選べなかった恋の続きを、君と紡いで

「やっぱりホワイトデーは期待しててね?」
「楽しみにしてる」

 きっと何か言ったところで、律は律の意思で気持ちを伝えてくれる気がする。だったらやっぱりそれ以上の――上回るほどの愛を伝えるしかない。張り合いたいわけじゃなくて、私も好きだよ。同じくらい想っているよと伝えたいから。

 手を繋いだまま、それぞれシートに背中を預ける。フロントガラスの向こうに広がっていた空の比率は、いつの間にか澄んだ濃紺が大きくなっていた。燃えるような夕陽は、山の向こうに完全に隠れてしまっている。

 夜がもうすぐそこまで来ている。

 シフトレバーの上で甘く指先が絡んだ。

 図書室のカウンターから新幹線のシート。それから、車の座席。自分の足でいろんなところに行き、二人きりの空間を描いている。

 大人になった。関係の名前も呼び方も変わった。けれど、胸を占めるこの愛おしさと幸福だけは変わらないと言える。

 ちらりと律を見れば、薄闇の中で視線が絡まった。

 まだ遅い時間ではないけれど、日が落ちるのが早いからか夜が長く感じてしまう。この後はもう帰路に就くのだろうか。まだ一緒にいたいな……。二人きりのこの甘くて心地よい時間にもう少しだけ浸っていたい。

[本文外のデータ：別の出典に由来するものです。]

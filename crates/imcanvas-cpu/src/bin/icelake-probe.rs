//! Exits with 1 when the host CPU supports the Icelake extension set, 0 otherwise.

use std::process::ExitCode;

use imcanvas_cpu::{detect_supported_instruction, probe_exit_code};
use tracing_subscriber::EnvFilter;

fn main() -> anyhow::Result<ExitCode> {
    tracing_subscriber::fmt()
        .with_env_filter(EnvFilter::try_from_default_env().unwrap_or_else(|_| EnvFilter::new("info")))
        .with_writer(std::io::stderr)
        .try_init()
        .map_err(|e| anyhow::anyhow!("failed to install log subscriber: {e}"))?;

    let mask = detect_supported_instruction();
    let code = probe_exit_code(mask);
    tracing::info!(?mask, code, "icelake probe");
    Ok(ExitCode::from(code))
}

 律と付き合って一か月。こうしてデートを重ねたり、食事に行ったり……確実に距離は縮まったと思うし深い愛情も感じている。けれど、キス以上の時間はまだ持てていない。そこまで考えたところで急に恥ずかしくなってきた。一人で先走りすぎかもしれない。

「……この後のことなんだけど」

 まさに今考えていたことを律のほうから話題にされて、ぎくりとした。

「まだ時間平気?」
「あ、うん」
「じゃあ、どこかで何か食べて帰ろう。食べたいものある?」

 食べるものを考えようとしたところで、やっぱり……と思い直す。一人で突き進んでいるかもしれない。でも、伝えなければ伝わらない。緊張のせいか、口の中が乾く。

「あの……」

 なんとか唾を飲み込むと、ごくりと喉が鳴った。

「二人きりでいられたら嬉しいんだけど、どう……かな」
「……」

 い、言ってしまった。どんな反応が返ってくるのか見るのが怖くて、一瞬視線を揺らしてしまう。そろそろと目を見ると、眉間にぐっと皺が寄せられていた。真剣で、どこか熱っぽい。耐えるような眼差しに息を呑む。

「……それって、どういう意味で言ってる?」
「……もっと一緒にいたい。近づきたい、って意味」
 
 繋いだ指先に力が入ってしまう。心臓の音がうるさくて、律に聞こえてしまうんじゃないかと思った。まるで磁石で吸い寄せられているみたいに目が背けられない。

「俺も、もっと一緒にいたい」

 いつもよりも低い声が響いた。漆黒のまつ毛に縁どられた瞳が、私だけを見つめている。ごくり……とまた喉が鳴る。

 指先が繋ぎ直されて、応えるように顔を寄せた。